The film feels like its in the hands of a novice with no confidence. The director (whose only other experience was a film called, [Dancer,Texas Pop. 81) doesn’t seem to know of anything reaching subtlety. The storyline with Osment’s flighty mother is just painful to watch. She’s an embarrassment of a character. Scenes are awkwardly framed and there are way too many fun montages of Caine and Duvall shooting things endlessly. I don’t know about your movie lore, but when I see old men firing at people from their porch, this doesn’t register as crazy yet lovable old timer but only as crazy. The entire lion subplot is just silly. The film even gets worse as it spins into a fantastical epilogue that stretches the bounds of reality. You’ll know it when the helicopter touches down.

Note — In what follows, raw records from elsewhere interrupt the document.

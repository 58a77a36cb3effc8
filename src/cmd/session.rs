use std::collections::BTreeSet;

use bytes::Bytes;

use crate::frame::Frame;
use crate::pubsub::MessageSender;
use crate::state::ServerState;

use super::Command;

#[derive(Debug, Clone, Copy, PartialEq, Eq)]
pub enum Mode {
    Normal,
    /// Between MULTI and EXEC/DISCARD.
    Queuing,
    /// After the first (P)SUBSCRIBE, until RESET.
    Subscribed,
}

/// Where a connection's commands come from.
#[derive(Debug, Clone, Copy, PartialEq, Eq)]
pub enum Origin {
    Client,
    /// The replica's link to its master. `offset` is how many bytes of the
    /// master's stream were applied before the current command.
    Master { offset: u64 },
}

/// Protocol state owned by one connection task.
#[derive(Debug)]
pub struct Session {
    mode: Mode,
    queued: Vec<(Command, Frame)>,
    subscriber_id: u64,
    messages: MessageSender,
    channels: BTreeSet<Bytes>,
    patterns: BTreeSet<Bytes>,
    origin: Origin,
}

impl Session {
    /// `messages` receives pub/sub deliveries for this connection.
    pub fn new(subscriber_id: u64, messages: MessageSender) -> Session {
        Session {
            mode: Mode::Normal,
            queued: vec![],
            subscriber_id,
            messages,
            channels: BTreeSet::new(),
            patterns: BTreeSet::new(),
            origin: Origin::Client,
        }
    }

    pub fn mode(&self) -> Mode {
        self.mode
    }

    pub fn origin(&self) -> Origin {
        self.origin
    }

    pub fn set_origin(&mut self, origin: Origin) {
        self.origin = origin;
    }

    /// Writes are forwarded only when a client sent them to a master.
    pub fn forwards_writes(&self, state: &ServerState) -> bool {
        self.origin == Origin::Client && state.replication.is_master()
    }

    pub(super) fn begin(&mut self) {
        self.mode = Mode::Queuing;
        self.queued.clear();
    }

    pub(super) fn queue(&mut self, command: Command, frame: Frame) {
        self.queued.push((command, frame));
    }

    /// Ends the transaction, handing back what was queued. `None` outside a
    /// transaction.
    pub(super) fn take_queued(&mut self) -> Option<Vec<(Command, Frame)>> {
        if self.mode != Mode::Queuing {
            return None;
        }

        self.mode = Mode::Normal;
        Some(std::mem::take(&mut self.queued))
    }

    /// Drops the transaction. Returns false when there was none.
    pub(super) fn discard(&mut self) -> bool {
        self.take_queued().is_some()
    }

    pub(super) fn subscriber_id(&self) -> u64 {
        self.subscriber_id
    }

    pub(super) fn messages(&self) -> MessageSender {
        self.messages.clone()
    }

    pub(super) fn enter_subscribed(&mut self) {
        self.mode = Mode::Subscribed;
    }

    pub(super) fn channels(&mut self) -> &mut BTreeSet<Bytes> {
        &mut self.channels
    }

    pub(super) fn patterns(&mut self) -> &mut BTreeSet<Bytes> {
        &mut self.patterns
    }

    /// Channels plus patterns, as reported in (un)subscribe replies.
    pub(super) fn subscription_count(&self) -> usize {
        self.channels.len() + self.patterns.len()
    }

    /// Leaves any transaction and subscribe mode.
    pub fn reset(&mut self, state: &ServerState) {
        self.unsubscribe_all(state);
        self.queued.clear();
        self.mode = Mode::Normal;
    }

    /// Releases everything this connection registered with shared state.
    pub fn close(&mut self, state: &ServerState) {
        self.unsubscribe_all(state);
    }

    fn unsubscribe_all(&mut self, state: &ServerState) {
        for channel in std::mem::take(&mut self.channels) {
            state.pubsub.unsubscribe(self.subscriber_id, &channel);
        }
        for pattern in std::mem::take(&mut self.patterns) {
            state.pubsub.punsubscribe(self.subscriber_id, &pattern);
        }
    }
}
//! Artifacts, additional resources and generated resources.

use std::fs;
use std::path::Path;

use anyhow::{Context, Result};

use super::Packer;
use crate::artifact::filesystem::copy_path;
use crate::artifact::ContentSource;
use crate::layout::hooks::HookContext;
use crate::layout::Layout;
use crate::mapping::{ContributorKind, MappingEntry};

/// Copy included artifacts under `lib_dir` and attribute them to the
/// modules and libraries they package.
pub(super) fn copy_artifacts(
    packer: &Packer<'_>,
    layout: &Layout,
    lib_dir: &Path,
    entries: &mut Vec<MappingEntry>,
    write: bool,
) -> Result<()> {
    for (name, relative_path) in layout.artifacts() {
        let artifact = packer.resolver.require_artifact(name)?;
        let dir = lib_dir.join(relative_path);
        let destination = if artifact.output.is_dir() {
            dir
        } else {
            match artifact.output.file_name() {
                Some(file_name) => dir.join(file_name),
                None => dir,
            }
        };

        if write {
            copy_path(&artifact.output, &destination)
                .with_context(|| format!("copying artifact '{name}'"))?;
        }

        let reason = format!("artifact: {name}");
        for module in &artifact.modules {
            entries.push(MappingEntry::module_output(&destination, module, 0).with_reason(&reason));
        }
        for module in &artifact.test_modules {
            entries.push(MappingEntry::module_test_output(&destination, module).with_reason(&reason));
        }
        for library in &artifact.libraries {
            entries.push(MappingEntry {
                archive_path: destination.clone(),
                contributor_kind: ContributorKind::ProjectLibraryFile,
                contributor_name: library.clone(),
                owning_module: None,
                library_file: None,
                reason: Some(reason.clone()),
                byte_size: 0,
            });
        }
    }
    Ok(())
}

/// Copy, or zip without compression, the layout's additional resources.
pub(super) fn copy_resources(
    packer: &Packer<'_>,
    layout: &Layout,
    unit_dir: &Path,
    entries: &mut Vec<MappingEntry>,
    write: bool,
) -> Result<()> {
    for resource in layout.resources() {
        let source = packer
            .resolver
            .module_content_root(&resource.module)?
            .join(&resource.source);
        let target_dir = unit_dir.join(&resource.target);
        let source_name = source
            .file_name()
            .map(|n| n.to_string_lossy().into_owned())
            .unwrap_or_else(|| resource.module.clone());

        let destination = if resource.pack_to_zip {
            target_dir.join(format!("{source_name}.zip"))
        } else if source.is_dir() {
            target_dir
        } else {
            target_dir.join(&source_name)
        };

        let size = if !write {
            0
        } else if resource.pack_to_zip {
            let content = if source.is_dir() {
                ContentSource::directory(&source)
            } else {
                ContentSource::File {
                    path: source.clone(),
                    entry: source_name.clone(),
                }
            };
            packer
                .writer
                .write(&destination, &[content], false)
                .with_context(|| format!("zipping resource '{}'", source.display()))?
                .iter()
                .sum()
        } else {
            copy_path(&source, &destination)
                .with_context(|| format!("copying resource '{}'", source.display()))?
        };

        entries.push(
            MappingEntry::module_output(&destination, &resource.module, size).with_reason("resource"),
        );
    }
    Ok(())
}

/// Run resource generators in registration order and copy what they
/// produce into the unit directory.
pub(super) fn run_resource_generators(
    packer: &Packer<'_>,
    layout: &Layout,
    unit_dir: &Path,
) -> Result<()> {
    let ctx = HookContext {
        layout,
        resolver: packer.resolver,
        build_number: &packer.options.build_number,
    };
    for (index, generator) in layout.resource_generators().iter().enumerate() {
        let scratch = unit_dir.join(format!(".generated-{index}"));
        fs::create_dir_all(&scratch)
            .with_context(|| format!("Failed to create directory: {}", scratch.display()))?;

        let produced = generator
            .generate(&scratch, &ctx)
            .with_context(|| format!("resource generator {generator:?} of '{}'", layout.name()));
        let copied = match produced {
            Ok(Some(path)) => {
                let target = unit_dir.join(generator.target());
                let destination = match (path.is_dir(), path.file_name()) {
                    (false, Some(name)) => target.join(name),
                    _ => target,
                };
                copy_path(&path, &destination).map(|_| ())
            }
            Ok(None) => Ok(()),
            Err(err) => Err(err),
        };
        fs::remove_dir_all(&scratch)
            .with_context(|| format!("Failed to remove {}", scratch.display()))?;
        copied?;
    }
    Ok(())
}
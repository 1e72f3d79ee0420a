//! Build graph orchestration.
//!
//! Independent build steps are submitted to a [`TaskGraph`] and run on a
//! fixed-size rayon pool. Every submitted task runs to completion even when a
//! sibling fails; [`TaskGraph::join_all`] then reports one failure as itself
//! and several as a [`BuildFailures`] aggregate. Nothing is retried and
//! nothing is cancelled, except optional steps that have not started yet.
//!
//! ```text
//! Pending -> Running -> Succeeded
//!                    -> Failed
//! Pending -> Skipped   (listed in steps_to_skip, or optional after a failure)
//! ```

use std::panic::{self, AssertUnwindSafe};
use std::sync::atomic::{AtomicBool, Ordering};
use std::sync::Arc;
use std::time::Duration;

use anyhow::{anyhow, Context, Result};
use parking_lot::{Condvar, Mutex, MutexGuard};
use rayon::{Scope, ThreadPool, ThreadPoolBuilder, Yield};

use crate::config::BuildOptions;
use crate::error::{BuildFailures, TaskFailure};
use crate::observer::{observe, BuildObserver};

/// Observable state of a submitted task.
#[derive(Debug, Clone, PartialEq, Eq)]
pub enum TaskStatus {
    Pending,
    Running,
    Succeeded,
    /// Rendered error chain of the failure.
    Failed(String),
    Skipped,
}

impl TaskStatus {
    pub fn is_settled(&self) -> bool {
        !matches!(self, TaskStatus::Pending | TaskStatus::Running)
    }
}

#[derive(Debug)]
struct Slot {
    status: Mutex<TaskStatus>,
    error: Mutex<Option<anyhow::Error>>,
    settled: Condvar,
}

impl Slot {
    fn new() -> Self {
        Self {
            status: Mutex::new(TaskStatus::Pending),
            error: Mutex::new(None),
            settled: Condvar::new(),
        }
    }

    fn set(&self, status: TaskStatus) {
        let settled = status.is_settled();
        *self.status.lock() = status;
        if settled {
            self.settled.notify_all();
        }
    }

    fn fail(&self, error: anyhow::Error) {
        let message = format!("{error:#}");
        *self.error.lock() = Some(error);
        self.set(TaskStatus::Failed(message));
    }
}

/// Handle to one submitted task.
#[derive(Debug, Clone)]
pub struct TaskHandle {
    id: Arc<str>,
    slot: Arc<Slot>,
}

impl TaskHandle {
    pub fn id(&self) -> &str {
        &self.id
    }

    pub fn status(&self) -> TaskStatus {
        self.slot.status.lock().clone()
    }

    /// Block until the task has settled.
    ///
    /// On a pool worker this runs other queued tasks while waiting, so a
    /// task may wait on a sibling even with a single worker thread.
    pub fn wait(&self) -> TaskStatus {
        let mut status = self.slot.status.lock();
        loop {
            if status.is_settled() {
                return status.clone();
            }
            match MutexGuard::unlocked(&mut status, rayon::yield_now) {
                Some(Yield::Executed) => continue,
                Some(Yield::Idle) => {
                    self.slot
                        .settled
                        .wait_for(&mut status, Duration::from_millis(5));
                }
                None => self.slot.settled.wait(&mut status),
            }
        }
    }
}

/// Owns the worker pool and runs task graphs on it.
pub struct Orchestrator<'a> {
    pool: Option<ThreadPool>,
    options: &'a BuildOptions,
    observer: &'a dyn BuildObserver,
}

impl<'a> Orchestrator<'a> {
    /// Create an orchestrator with `options.parallelism` workers, or none
    /// when `options.run_in_parallel` is off.
    pub fn new(options: &'a BuildOptions, observer: &'a dyn BuildObserver) -> Result<Self> {
        let pool = if options.run_in_parallel {
            let pool = ThreadPoolBuilder::new()
                .num_threads(options.parallelism.max(1))
                .thread_name(|index| format!("dist-build-{index}"))
                .build()
                .context("Failed to create build thread pool")?;
            Some(pool)
        } else {
            None
        };
        Ok(Self {
            pool,
            options,
            observer,
        })
    }

    pub fn is_parallel(&self) -> bool {
        self.pool.is_some()
    }

    /// Run `body`, which submits tasks to the graph it is given.
    ///
    /// Returns after every submitted task has settled. An error returned by
    /// `body` takes precedence over task failures.
    pub fn run<'env, R, F>(&self, body: F) -> Result<R>
    where
        'a: 'env,
        F: FnOnce(&TaskGraph<'_, 'env>) -> Result<R>,
    {
        match &self.pool {
            Some(pool) => pool.in_place_scope(|scope| self.run_graph(Some(scope), body)),
            None => self.run_graph(None, body),
        }
    }

    fn run_graph<'env, R, F>(&self, scope: Option<&Scope<'env>>, body: F) -> Result<R>
    where
        'a: 'env,
        F: FnOnce(&TaskGraph<'_, 'env>) -> Result<R>,
    {
        let graph = TaskGraph {
            scope,
            options: self.options,
            observer: self.observer,
            failed: Arc::new(AtomicBool::new(false)),
            tasks: Mutex::new(Vec::new()),
        };
        let result = body(&graph);
        let settled = graph.join_all();
        let value = result?;
        settled?;
        Ok(value)
    }
}

type Task<'env> = Box<dyn FnOnce() -> Result<()> + Send + 'env>;

/// Tasks submitted during one [`Orchestrator::run`].
pub struct TaskGraph<'s, 'env> {
    scope: Option<&'s Scope<'env>>,
    options: &'env BuildOptions,
    observer: &'env dyn BuildObserver,
    failed: Arc<AtomicBool>,
    tasks: Mutex<Vec<TaskHandle>>,
}

impl<'env> TaskGraph<'_, 'env> {
    /// Submit a task. It starts as soon as a worker is free, or right away
    /// in sequential mode.
    pub fn submit<F>(&self, id: impl Into<String>, task: F) -> TaskHandle
    where
        F: FnOnce() -> Result<()> + Send + 'env,
    {
        self.enqueue(id.into(), false, Box::new(task))
    }

    /// Submit a task that is skipped if any task of this graph has already
    /// failed by the time it would start.
    pub fn submit_optional<F>(&self, id: impl Into<String>, task: F) -> TaskHandle
    where
        F: FnOnce() -> Result<()> + Send + 'env,
    {
        self.enqueue(id.into(), true, Box::new(task))
    }

    /// Whether any task of this graph has failed so far.
    pub fn has_failures(&self) -> bool {
        self.failed.load(Ordering::SeqCst)
    }

    fn enqueue(&self, id: String, optional: bool, task: Task<'env>) -> TaskHandle {
        let handle = TaskHandle {
            id: Arc::from(id.as_str()),
            slot: Arc::new(Slot::new()),
        };
        self.tasks.lock().push(handle.clone());

        if self.options.is_step_skipped(&id) {
            self.observer
                .event("step skipped", &[("step", id), ("reason", "requested".to_string())]);
            handle.slot.set(TaskStatus::Skipped);
            return handle;
        }

        let job = {
            let handle = handle.clone();
            let observer = self.observer;
            let failed = Arc::clone(&self.failed);
            move || run_task(&handle, task, optional, observer, &failed)
        };
        match self.scope {
            Some(scope) => scope.spawn(move |_| job()),
            None => job(),
        }
        handle
    }

    /// Wait for every task submitted so far, latest first.
    ///
    /// A single failure is returned with the task id as context. Two or more
    /// become a [`BuildFailures`] listing them in submission order.
    pub fn join_all(&self) -> Result<()> {
        let tasks = std::mem::take(&mut *self.tasks.lock());
        for task in tasks.iter().rev() {
            task.wait();
        }

        let mut failures: Vec<TaskFailure> = tasks
            .iter()
            .filter_map(|task| {
                task.slot.error.lock().take().map(|error| TaskFailure {
                    task: task.id.to_string(),
                    error,
                })
            })
            .collect();

        if failures.len() > 1 {
            return Err(BuildFailures { failures }.into());
        }
        match failures.pop() {
            Some(failure) => Err(failure
                .error
                .context(format!("task '{}' failed", failure.task))),
            None => Ok(()),
        }
    }
}

fn run_task(
    handle: &TaskHandle,
    task: Task<'_>,
    optional: bool,
    observer: &dyn BuildObserver,
    failed: &AtomicBool,
) {
    if optional && failed.load(Ordering::SeqCst) {
        observer.event(
            "step skipped",
            &[
                ("step", handle.id.to_string()),
                ("reason", "earlier failure".to_string()),
            ],
        );
        handle.slot.set(TaskStatus::Skipped);
        return;
    }

    handle.slot.set(TaskStatus::Running);
    let result = observe(observer, &handle.id, &[], || {
        panic::catch_unwind(AssertUnwindSafe(task))
            .unwrap_or_else(|_| Err(anyhow!("task '{}' panicked", handle.id)))
    });
    match result {
        Ok(()) => handle.slot.set(TaskStatus::Succeeded),
        Err(error) => {
            failed.store(true, Ordering::SeqCst);
            handle.slot.fail(error);
        }
    }
}
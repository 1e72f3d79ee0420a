//! Filesystem utilities for unit assembly.
//!
//! Copying artifacts and resources into a distribution, moving finished
//! archives into place and checksumming them.

use anyhow::{Context, Result};
use sha2::{Digest, Sha256};
use std::fs::{self, File};
use std::io::{BufReader, Read};
use std::path::Path;

/// Recursively copy a directory and return the number of bytes copied.
///
/// Symbolic links are recreated, not followed, and count as zero bytes.
/// Entries are visited in name order so repeated copies log identically.
pub fn copy_dir_recursive(src: &Path, dst: &Path) -> Result<u64> {
    if !dst.exists() {
        fs::create_dir_all(dst)
            .with_context(|| format!("Failed to create directory: {}", dst.display()))?;
    }

    let mut entries = fs::read_dir(src)
        .with_context(|| format!("Failed to read directory: {}", src.display()))?
        .collect::<std::io::Result<Vec<_>>>()
        .with_context(|| format!("Failed to read directory: {}", src.display()))?;
    entries.sort_by_key(|e| e.file_name());

    let mut copied = 0;
    for entry in entries {
        let src_path = entry.path();
        let dst_path = dst.join(entry.file_name());
        let file_type = entry.file_type()?;

        if file_type.is_symlink() {
            let target = fs::read_link(&src_path)?;
            if dst_path.exists() || dst_path.is_symlink() {
                fs::remove_file(&dst_path)?;
            }
            std::os::unix::fs::symlink(&target, &dst_path)
                .with_context(|| format!("Failed to create symlink: {}", dst_path.display()))?;
        } else if file_type.is_dir() {
            copied += copy_dir_recursive(&src_path, &dst_path)?;
        } else {
            copied += fs::copy(&src_path, &dst_path)
                .with_context(|| format!("Failed to copy file: {}", src_path.display()))?;
        }
    }

    Ok(copied)
}

/// Copy a file or a directory to `dst` and return the bytes copied.
pub fn copy_path(src: &Path, dst: &Path) -> Result<u64> {
    if src.is_dir() {
        return copy_dir_recursive(src, dst);
    }
    if let Some(parent) = dst.parent() {
        fs::create_dir_all(parent)
            .with_context(|| format!("Failed to create directory: {}", parent.display()))?;
    }
    fs::copy(src, dst)
        .with_context(|| format!("Failed to copy {} to {}", src.display(), dst.display()))
}

/// Atomically move a file by renaming, with fallback to copy+delete.
///
/// Archives are written to a temporary file next to the target and moved
/// into place once complete.
pub fn atomic_move(src: &Path, dst: &Path) -> Result<()> {
    match fs::rename(src, dst) {
        Ok(()) => Ok(()),
        Err(_) => {
            // Different filesystem, fall back to copy+delete
            fs::copy(src, dst)
                .with_context(|| format!("Failed to copy {} to {}", src.display(), dst.display()))?;
            fs::remove_file(src).with_context(|| format!("Failed to remove {}", src.display()))?;
            Ok(())
        }
    }
}

/// SHA-256 (lowercase hex) and size of a file.
pub fn sha256_file(path: &Path) -> Result<(String, u64)> {
    let f = File::open(path).with_context(|| format!("Failed to open {}", path.display()))?;
    let mut r = BufReader::new(f);
    let mut hasher = Sha256::new();
    let mut buf = [0u8; 64 * 1024];
    let mut size = 0u64;
    loop {
        let n = r.read(&mut buf)?;
        if n == 0 {
            break;
        }
        hasher.update(&buf[..n]);
        size += n as u64;
    }
    let sha = format!("{:x}", hasher.finalize());
    Ok((sha, size))
}

#[cfg(test)]
mod tests {
    use super::*;
    use tempfile::TempDir;

    #[test]
    fn test_copy_dir_recursive_counts_bytes() {
        let temp = TempDir::new().unwrap();
        let src = temp.path().join("src");
        let dst = temp.path().join("dst");

        fs::create_dir_all(src.join("subdir")).unwrap();
        fs::write(src.join("file.txt"), "hello").unwrap();
        fs::write(src.join("subdir/nested.txt"), "world!").unwrap();
        std::os::unix::fs::symlink("file.txt", src.join("link")).unwrap();

        let copied = copy_dir_recursive(&src, &dst).unwrap();

        assert_eq!(copied, 11);
        assert!(dst.join("subdir/nested.txt").exists());
        assert!(dst.join("link").is_symlink());
        assert_eq!(fs::read_link(dst.join("link")).unwrap().to_str().unwrap(), "file.txt");
    }

    #[test]
    fn test_copy_path_single_file() {
        let temp = TempDir::new().unwrap();
        let src = temp.path().join("a.txt");
        fs::write(&src, "abc").unwrap();

        let copied = copy_path(&src, &temp.path().join("deep/dir/a.txt")).unwrap();
        assert_eq!(copied, 3);
        assert!(temp.path().join("deep/dir/a.txt").exists());
    }

    #[test]
    fn test_atomic_move() {
        let temp = TempDir::new().unwrap();
        let src = temp.path().join("src.txt");
        let dst = temp.path().join("dst.txt");

        fs::write(&src, "content").unwrap();
        atomic_move(&src, &dst).unwrap();

        assert!(!src.exists());
        assert_eq!(fs::read_to_string(&dst).unwrap(), "content");
    }

    #[test]
    fn test_sha256_file() {
        let temp = TempDir::new().unwrap();
        let path = temp.path().join("empty");
        fs::write(&path, "").unwrap();
        let (sha, size) = sha256_file(&path).unwrap();
        assert_eq!(size, 0);
        assert_eq!(
            sha,
            "e3b0c44298fc1c149afbf4c8996fb92427ae41e4649b934ca495991b7852b855"
        );
    }
}
//! Archive writing and filesystem helpers.
//!
//! - [`ArchiveWriter`] - writes an ordered list of [`ContentSource`]s into one
//!   zip-format archive and reports how many bytes each source contributed
//! - [`zip`] - the deterministic zip implementation
//! - [`filesystem`] - directory copying, atomic moves, checksums
//!
//! Writers must be reproducible: the same sources always give the same bytes.
//! Entries are taken in source order, directories are walked sorted, and the
//! first entry with a given name wins.

pub mod filesystem;
pub mod zip;

pub use self::zip::ZipArchiveWriter;

use std::path::{Path, PathBuf};

use anyhow::Result;
use bytes::Bytes;

/// Which entries of a nested archive are copied.
#[derive(Debug, Clone, Copy, PartialEq, Eq, Default)]
pub enum EntryFilter {
    #[default]
    All,
    /// Drop signature files and the jar index, which become invalid once
    /// entries of several libraries are mixed in one archive.
    DropSignatures,
}

impl EntryFilter {
    pub fn accepts(self, name: &str) -> bool {
        match self {
            EntryFilter::All => true,
            EntryFilter::DropSignatures => {
                let Some(file) = name.strip_prefix("META-INF/") else {
                    return true;
                };
                if file.contains('/') {
                    return true;
                }
                let upper = file.to_ascii_uppercase();
                !(upper == "INDEX.LIST"
                    || upper.ends_with(".SF")
                    || upper.ends_with(".DSA")
                    || upper.ends_with(".RSA"))
            }
        }
    }
}

/// Whether `relative` (slash-separated, relative to a module output) is
/// matched by one of `excludes`. `*` never crosses a directory.
pub fn is_excluded(relative: &str, excludes: &[glob::Pattern]) -> bool {
    let options = glob::MatchOptions {
        case_sensitive: true,
        require_literal_separator: true,
        require_literal_leading_dot: false,
    };
    excludes.iter().any(|p| p.matches_with(relative, options))
}

/// One ordered input of an archive.
#[derive(Debug, Clone)]
pub enum ContentSource {
    /// Every file under `root`, entry names prefixed with `prefix`.
    Directory {
        root: PathBuf,
        prefix: String,
        excludes: Vec<glob::Pattern>,
    },
    /// A single file stored under `entry`.
    File { path: PathBuf, entry: String },
    /// In-memory content stored under `entry`.
    Bytes { entry: String, data: Bytes },
    /// The entries of another zip archive, copied flat.
    Archive { path: PathBuf, filter: EntryFilter },
}

impl ContentSource {
    pub fn directory(root: impl Into<PathBuf>) -> Self {
        ContentSource::Directory {
            root: root.into(),
            prefix: String::new(),
            excludes: Vec::new(),
        }
    }

    /// Content of a library file: a class directory is walked, anything
    /// else is read as a zip archive.
    pub fn library_file(path: &Path, filter: EntryFilter) -> Self {
        if path.is_dir() {
            ContentSource::directory(path)
        } else {
            ContentSource::Archive {
                path: path.to_path_buf(),
                filter,
            }
        }
    }
}

/// Writes archives from ordered content sources.
pub trait ArchiveWriter: Send + Sync {
    /// Write `sources` into the archive at `target`, replacing it.
    ///
    /// Returns the uncompressed bytes written for each source, in source
    /// order. A source whose entries were all shadowed reports 0.
    fn write(&self, target: &Path, sources: &[ContentSource], compress: bool) -> Result<Vec<u64>>;
}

Some elements of Secondhand Lions work despite themselves. Theres an ongoing subplot where Caine spins a great yarn about him and Duvall’s adventures as young men in the French Foreign Legion. We cut to some B-movie inserts that provide some fun, despite a preponderance of sword swinging violence that may question the family label people are too freely applying to Secondhand Lions. Watching this tall tale was far more entertaining than the reality Secondhand Lions[ was trying to dish. I kept wanting the film to somehow invert, and then this film would be the B-movie adventures where some person is telling a story about a whiny kid who gets an old lion and learns a thing or two about life and being a man from his two crazy uncles. Do you see what Im getting at.
Secondhand Lions is an overly sentimental Hallmark card of a movie. I dont think I’ve yawned this much during a movie in a long time. Secondhand Lions is an uninspired trick pony trying to appear like a wise coming of age nostalgic tale. Instead, the entire film feels secondhand. Beware, contents may have shifted upon delivery. Mark this box return to sender. Okay, I’m done with the postal puns.